§ Activity: Could you retype, exactly as written, every line from the top of the records through the line that contains "per catch-up request."?

§ Material supplied:
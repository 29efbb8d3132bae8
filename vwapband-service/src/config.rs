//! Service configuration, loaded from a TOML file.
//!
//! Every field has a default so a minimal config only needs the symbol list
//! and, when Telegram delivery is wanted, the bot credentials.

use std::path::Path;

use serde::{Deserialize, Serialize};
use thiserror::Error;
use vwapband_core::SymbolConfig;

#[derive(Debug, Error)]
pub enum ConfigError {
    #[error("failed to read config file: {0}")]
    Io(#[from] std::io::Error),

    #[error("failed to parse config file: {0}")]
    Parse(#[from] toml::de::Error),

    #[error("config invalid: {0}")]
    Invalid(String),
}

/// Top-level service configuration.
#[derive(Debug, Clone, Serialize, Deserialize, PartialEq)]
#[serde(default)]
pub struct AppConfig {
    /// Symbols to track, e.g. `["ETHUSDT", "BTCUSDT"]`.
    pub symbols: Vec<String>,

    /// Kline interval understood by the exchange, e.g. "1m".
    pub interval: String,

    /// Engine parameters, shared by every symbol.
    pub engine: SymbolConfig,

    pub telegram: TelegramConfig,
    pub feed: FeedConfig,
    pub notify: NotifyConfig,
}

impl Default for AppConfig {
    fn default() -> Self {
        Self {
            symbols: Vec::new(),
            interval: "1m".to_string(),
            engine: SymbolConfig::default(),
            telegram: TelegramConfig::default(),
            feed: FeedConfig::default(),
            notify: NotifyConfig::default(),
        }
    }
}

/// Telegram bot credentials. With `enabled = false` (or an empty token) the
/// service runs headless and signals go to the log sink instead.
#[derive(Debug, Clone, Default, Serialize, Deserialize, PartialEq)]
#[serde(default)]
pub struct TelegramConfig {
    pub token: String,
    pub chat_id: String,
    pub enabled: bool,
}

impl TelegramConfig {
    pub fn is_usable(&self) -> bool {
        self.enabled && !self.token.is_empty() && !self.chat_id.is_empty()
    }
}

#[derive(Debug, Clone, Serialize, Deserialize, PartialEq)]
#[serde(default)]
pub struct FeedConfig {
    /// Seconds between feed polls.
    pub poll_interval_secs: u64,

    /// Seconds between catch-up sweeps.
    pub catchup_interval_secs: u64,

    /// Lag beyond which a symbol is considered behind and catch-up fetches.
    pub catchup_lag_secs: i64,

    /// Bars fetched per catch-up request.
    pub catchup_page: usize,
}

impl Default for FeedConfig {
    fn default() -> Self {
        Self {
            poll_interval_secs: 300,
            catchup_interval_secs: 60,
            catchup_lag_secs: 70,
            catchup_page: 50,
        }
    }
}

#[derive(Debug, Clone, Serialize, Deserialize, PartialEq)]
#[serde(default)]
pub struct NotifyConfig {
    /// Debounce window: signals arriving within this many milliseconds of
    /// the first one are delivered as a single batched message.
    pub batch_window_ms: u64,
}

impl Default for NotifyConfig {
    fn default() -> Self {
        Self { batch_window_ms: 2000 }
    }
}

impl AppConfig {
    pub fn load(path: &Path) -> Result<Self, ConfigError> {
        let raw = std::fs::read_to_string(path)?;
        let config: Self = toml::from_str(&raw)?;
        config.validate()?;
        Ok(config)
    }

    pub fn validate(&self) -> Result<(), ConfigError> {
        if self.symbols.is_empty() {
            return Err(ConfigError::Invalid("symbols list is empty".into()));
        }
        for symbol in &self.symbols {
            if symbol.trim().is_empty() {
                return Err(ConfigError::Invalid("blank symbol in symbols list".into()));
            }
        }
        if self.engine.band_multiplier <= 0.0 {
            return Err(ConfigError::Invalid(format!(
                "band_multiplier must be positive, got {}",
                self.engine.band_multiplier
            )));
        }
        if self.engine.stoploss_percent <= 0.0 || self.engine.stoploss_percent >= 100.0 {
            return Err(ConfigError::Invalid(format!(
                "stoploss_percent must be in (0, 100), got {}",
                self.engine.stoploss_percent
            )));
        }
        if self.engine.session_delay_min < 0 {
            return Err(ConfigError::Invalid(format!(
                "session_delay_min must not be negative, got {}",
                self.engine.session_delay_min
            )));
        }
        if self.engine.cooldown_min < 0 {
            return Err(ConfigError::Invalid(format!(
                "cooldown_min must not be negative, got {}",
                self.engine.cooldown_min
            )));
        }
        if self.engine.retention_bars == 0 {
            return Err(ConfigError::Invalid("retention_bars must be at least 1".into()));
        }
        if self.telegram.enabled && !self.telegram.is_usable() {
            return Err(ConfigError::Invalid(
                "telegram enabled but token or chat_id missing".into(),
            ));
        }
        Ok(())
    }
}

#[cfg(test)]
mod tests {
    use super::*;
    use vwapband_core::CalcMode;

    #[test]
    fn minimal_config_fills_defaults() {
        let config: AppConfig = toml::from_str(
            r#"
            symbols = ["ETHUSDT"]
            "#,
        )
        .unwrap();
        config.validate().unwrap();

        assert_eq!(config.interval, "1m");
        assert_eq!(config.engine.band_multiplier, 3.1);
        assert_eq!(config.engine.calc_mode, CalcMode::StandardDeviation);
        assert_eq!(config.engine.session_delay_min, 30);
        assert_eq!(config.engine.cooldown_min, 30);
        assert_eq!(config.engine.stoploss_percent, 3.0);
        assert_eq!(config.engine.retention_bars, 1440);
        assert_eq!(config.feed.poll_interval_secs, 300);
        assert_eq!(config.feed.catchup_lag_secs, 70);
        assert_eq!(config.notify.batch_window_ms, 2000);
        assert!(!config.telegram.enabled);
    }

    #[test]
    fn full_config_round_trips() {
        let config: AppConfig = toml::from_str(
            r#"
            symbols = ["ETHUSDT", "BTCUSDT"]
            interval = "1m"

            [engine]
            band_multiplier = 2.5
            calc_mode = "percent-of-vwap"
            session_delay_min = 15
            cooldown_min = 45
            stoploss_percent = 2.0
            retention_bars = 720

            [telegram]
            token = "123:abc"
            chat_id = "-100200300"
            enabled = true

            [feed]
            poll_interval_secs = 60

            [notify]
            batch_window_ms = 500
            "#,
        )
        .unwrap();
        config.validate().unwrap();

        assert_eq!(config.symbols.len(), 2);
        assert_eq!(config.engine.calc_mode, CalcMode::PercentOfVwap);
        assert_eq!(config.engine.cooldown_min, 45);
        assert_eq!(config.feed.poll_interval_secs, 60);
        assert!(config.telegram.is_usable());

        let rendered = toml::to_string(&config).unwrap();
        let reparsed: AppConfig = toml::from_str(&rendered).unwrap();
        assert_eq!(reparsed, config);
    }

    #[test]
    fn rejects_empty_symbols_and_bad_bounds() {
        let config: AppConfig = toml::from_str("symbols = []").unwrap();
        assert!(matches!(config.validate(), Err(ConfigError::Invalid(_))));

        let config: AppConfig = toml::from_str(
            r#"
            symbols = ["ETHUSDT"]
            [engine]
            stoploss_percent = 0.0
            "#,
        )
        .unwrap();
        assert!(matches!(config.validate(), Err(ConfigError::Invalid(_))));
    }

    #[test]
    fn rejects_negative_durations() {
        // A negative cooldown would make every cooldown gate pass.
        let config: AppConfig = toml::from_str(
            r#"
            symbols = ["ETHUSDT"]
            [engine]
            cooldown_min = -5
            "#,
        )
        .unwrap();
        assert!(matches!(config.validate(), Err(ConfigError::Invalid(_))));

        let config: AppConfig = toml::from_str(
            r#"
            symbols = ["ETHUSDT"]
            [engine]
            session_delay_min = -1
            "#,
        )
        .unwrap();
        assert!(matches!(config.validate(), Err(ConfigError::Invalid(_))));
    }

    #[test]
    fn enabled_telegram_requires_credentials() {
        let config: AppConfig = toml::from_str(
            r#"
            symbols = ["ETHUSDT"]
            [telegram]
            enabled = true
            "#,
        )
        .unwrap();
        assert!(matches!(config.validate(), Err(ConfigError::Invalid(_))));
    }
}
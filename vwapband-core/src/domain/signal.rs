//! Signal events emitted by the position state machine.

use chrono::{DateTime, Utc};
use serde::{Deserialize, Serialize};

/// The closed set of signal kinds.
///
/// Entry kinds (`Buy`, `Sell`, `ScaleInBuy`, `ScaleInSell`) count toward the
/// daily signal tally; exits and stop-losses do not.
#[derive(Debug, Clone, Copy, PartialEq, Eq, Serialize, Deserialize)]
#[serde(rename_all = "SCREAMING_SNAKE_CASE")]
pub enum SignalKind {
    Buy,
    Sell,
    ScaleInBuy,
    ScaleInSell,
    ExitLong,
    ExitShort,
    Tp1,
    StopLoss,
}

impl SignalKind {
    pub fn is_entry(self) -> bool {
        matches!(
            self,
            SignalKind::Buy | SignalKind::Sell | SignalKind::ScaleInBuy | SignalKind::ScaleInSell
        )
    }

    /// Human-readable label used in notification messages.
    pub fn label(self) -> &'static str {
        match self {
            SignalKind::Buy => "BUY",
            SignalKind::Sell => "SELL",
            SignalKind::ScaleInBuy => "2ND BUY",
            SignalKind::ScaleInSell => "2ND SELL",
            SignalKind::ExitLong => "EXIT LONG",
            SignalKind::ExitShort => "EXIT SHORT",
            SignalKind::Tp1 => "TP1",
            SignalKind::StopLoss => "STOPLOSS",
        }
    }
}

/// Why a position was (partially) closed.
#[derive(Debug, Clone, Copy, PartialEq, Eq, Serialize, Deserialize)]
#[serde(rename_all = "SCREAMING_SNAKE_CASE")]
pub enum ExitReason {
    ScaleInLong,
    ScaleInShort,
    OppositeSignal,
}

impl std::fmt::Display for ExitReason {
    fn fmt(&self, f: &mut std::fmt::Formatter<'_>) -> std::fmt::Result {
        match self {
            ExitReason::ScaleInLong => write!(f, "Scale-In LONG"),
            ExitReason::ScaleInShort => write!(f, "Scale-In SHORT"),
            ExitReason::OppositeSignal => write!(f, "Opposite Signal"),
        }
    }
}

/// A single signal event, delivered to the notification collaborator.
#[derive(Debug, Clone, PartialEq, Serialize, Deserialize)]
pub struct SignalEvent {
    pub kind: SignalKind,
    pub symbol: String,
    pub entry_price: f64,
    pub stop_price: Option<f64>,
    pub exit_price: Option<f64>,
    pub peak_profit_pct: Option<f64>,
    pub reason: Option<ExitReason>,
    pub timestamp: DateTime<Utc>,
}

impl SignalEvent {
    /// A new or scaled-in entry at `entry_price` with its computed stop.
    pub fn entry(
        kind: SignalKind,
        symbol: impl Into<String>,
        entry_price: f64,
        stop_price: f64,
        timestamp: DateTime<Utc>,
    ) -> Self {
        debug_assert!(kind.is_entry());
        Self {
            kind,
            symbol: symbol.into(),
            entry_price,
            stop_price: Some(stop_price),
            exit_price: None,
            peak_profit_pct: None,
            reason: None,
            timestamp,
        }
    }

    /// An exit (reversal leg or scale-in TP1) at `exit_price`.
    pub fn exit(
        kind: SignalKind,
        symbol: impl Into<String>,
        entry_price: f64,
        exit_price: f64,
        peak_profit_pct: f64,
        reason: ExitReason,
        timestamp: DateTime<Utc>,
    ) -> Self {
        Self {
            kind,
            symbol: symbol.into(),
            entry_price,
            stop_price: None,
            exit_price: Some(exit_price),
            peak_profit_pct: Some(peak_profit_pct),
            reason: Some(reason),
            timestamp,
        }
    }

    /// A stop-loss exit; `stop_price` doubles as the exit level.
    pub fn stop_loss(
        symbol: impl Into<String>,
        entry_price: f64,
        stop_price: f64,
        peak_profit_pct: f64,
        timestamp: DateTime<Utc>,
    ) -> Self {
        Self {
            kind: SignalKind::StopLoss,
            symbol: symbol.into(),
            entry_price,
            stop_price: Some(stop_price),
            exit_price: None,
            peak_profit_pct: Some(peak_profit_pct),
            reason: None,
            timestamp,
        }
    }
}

§ Result below:
repository 29efbb8d3132bae8
filename vwapband-service/src/config.rs
//! Service configuration, loaded from a TOML file.
//!
//! Every field has a default so a minimal config only needs the symbol list
//! and, when Telegram delivery is wanted, the bot credentials.

use std::path::Path;

use serde::{Deserialize, Serialize};
use thiserror::Error;
use vwapband_core::SymbolConfig;

#[derive(Debug, Error)]
pub enum ConfigError {
    #[error("failed to read config file: {0}")]
    Io(#[from] std::io::Error),

    #[error("failed to parse config file: {0}")]
    Parse(#[from] toml::de::Error),

    #[error("config invalid: {0}")]
    Invalid(String),
}

/// Top-level service configuration.
#[derive(Debug, Clone, Serialize, Deserialize, PartialEq)]
#[serde(default)]
pub struct AppConfig {
    /// Symbols to track, e.g. `["ETHUSDT", "BTCUSDT"]`.
    pub symbols: Vec<String>,

    /// Kline interval understood by the exchange, e.g. "1m".
    pub interval: String,

    /// Engine parameters, shared by every symbol.
    pub engine: SymbolConfig,

    pub telegram: TelegramConfig,
    pub feed: FeedConfig,
    pub notify: NotifyConfig,
}

impl Default for AppConfig {
    fn default() -> Self {
        Self {
            symbols: Vec::new(),
            interval: "1m".to_string(),
            engine: SymbolConfig::default(),
            telegram: TelegramConfig::default(),
            feed: FeedConfig::default(),
            notify: NotifyConfig::default(),
        }
    }
}

/// Telegram bot credentials. With `enabled = false` (or an empty token) the
/// service runs headless and signals go to the log sink instead.
#[derive(Debug, Clone, Default, Serialize, Deserialize, PartialEq)]
#[serde(default)]
pub struct TelegramConfig {
    pub token: String,
    pub chat_id: String,
    pub enabled: bool,
}

impl TelegramConfig {
    pub fn is_usable(&self) -> bool {
        self.enabled && !self.token.is_empty() && !self.chat_id.is_empty()
    }
}

#[derive(Debug, Clone, Serialize, Deserialize, PartialEq)]
#[serde(default)]
pub struct FeedConfig {
    /// Seconds between feed polls.
    pub poll_interval_secs: u64,

    /// Seconds between catch-up sweeps.
    pub catchup_interval_secs: u64,

    /// Lag beyond which a symbol is considered behind and catch-up fetches.
    pub catchup_lag_secs: i64,

    /// Bars fetched per catch-up request.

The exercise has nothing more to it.